First, By the endowment and management of schools by the State itself;

Secondly, By grants to schools established by individuals or private corporations; and,

Thirdly, By authorizing and requiring the people to support schools by general and equal taxation.

In some of the States of this Union the first method has been adopted so far as to establish what are called State Universities. And why should not every State, not now furnished with such a university or its equivalent, maintain within its borders an institution so richly endowed that the youth of the State might there pursue, with the aid of every appliance and improvement of modern art, science, research, and letters, every useful branch of human knowledge? How has it come to pass that countless millions have been freely expended within recent years, and that, too, in part by the direct aid of the State and Federal Governments, to develop the material wealth of the State and nation, while many, if not most of our colleges and higher seminaries of learning, have been left to struggle on in comparative poverty? This is due, in part, I have no doubt, to the failure of those intrusted with the management of public affairs to discern the real connection between the enduring prosperity and true glory of a people and superior knowledge; but more largely still to a misapprehension of the true grounds on which these public grants to institutions of learning are to be claimed and justified.

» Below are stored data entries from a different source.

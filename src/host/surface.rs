//! Drawing surfaces
//!
//! The crate ships no window; `RecordingSurface` keeps the draw calls as a
//! list so embedders and tests can inspect or replay them.

use std::sync::{Mutex, PoisonError};

use super::Surface;

#[derive(Debug, Clone, PartialEq)]
pub enum DrawOp {
    Resize {
        width: u32,
        height: u32,
    },
    Clear,
    Rect {
        color: String,
        x: f64,
        y: f64,
        w: f64,
        h: f64,
    },
    Circle {
        color: String,
        x: f64,
        y: f64,
        r: f64,
    },
    Line {
        color: String,
        x1: f64,
        y1: f64,
        x2: f64,
        y2: f64,
    },
    Text {
        color: String,
        x: f64,
        y: f64,
        text: String,
    },
    Font(String),
}

#[derive(Debug, Default)]
pub struct RecordingSurface {
    ops: Mutex<Vec<DrawOp>>,
}

impl RecordingSurface {
    pub fn new() -> Self {
        Self::default()
    }

    pub fn ops(&self) -> Vec<DrawOp> {
        self.ops
            .lock()
            .unwrap_or_else(PoisonError::into_inner)
            .clone()
    }

    fn push(&self, op: DrawOp) {
        self.ops
            .lock()
            .unwrap_or_else(PoisonError::into_inner)
            .push(op);
    }
}

impl Surface for RecordingSurface {
    fn resize(&self, width: u32, height: u32) {
        self.push(DrawOp::Resize { width, height });
    }

    fn clear(&self) {
        self.push(DrawOp::Clear);
    }

    fn fill_rect(&self, color: &str, x: f64, y: f64, w: f64, h: f64) {
        self.push(DrawOp::Rect {
            color: color.to_string(),
            x,
            y,
            w,
            h,
        });
    }

    fn fill_circle(&self, color: &str, x: f64, y: f64, r: f64) {
        self.push(DrawOp::Circle {
            color: color.to_string(),
            x,
            y,
            r,
        });
    }

    fn stroke_line(&self, color: &str, x1: f64, y1: f64, x2: f64, y2: f64) {
        self.push(DrawOp::Line {
            color: color.to_string(),
            x1,
            y1,
            x2,
            y2,
        });
    }

    fn fill_text(&self, color: &str, x: f64, y: f64, text: &str) {
        self.push(DrawOp::Text {
            color: color.to_string(),
            x,
            y,
            text: text.to_string(),
        });
    }

    fn set_font(&self, font: &str) {
        self.push(DrawOp::Font(font.to_string()));
    }
}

It is too late to deny that superior education is necessary to the State, and it is precisely on this ground. of State necessity that the grants to, and public support of, schools should be made and given, and not on the ground that they are mere benefactions to the grantors.

But whatever may be said or done in relation to State aid to schools of the highest grade, the American people can never safely surrender the principle or practice, that schools must be maintained at the public expense for the education of all youth who will avail themselves of these advantages, up to that degree of knowledge and virtue which will enable them to discharge with intelligence and fidelity their duties as citizens of a free and self-governing republic.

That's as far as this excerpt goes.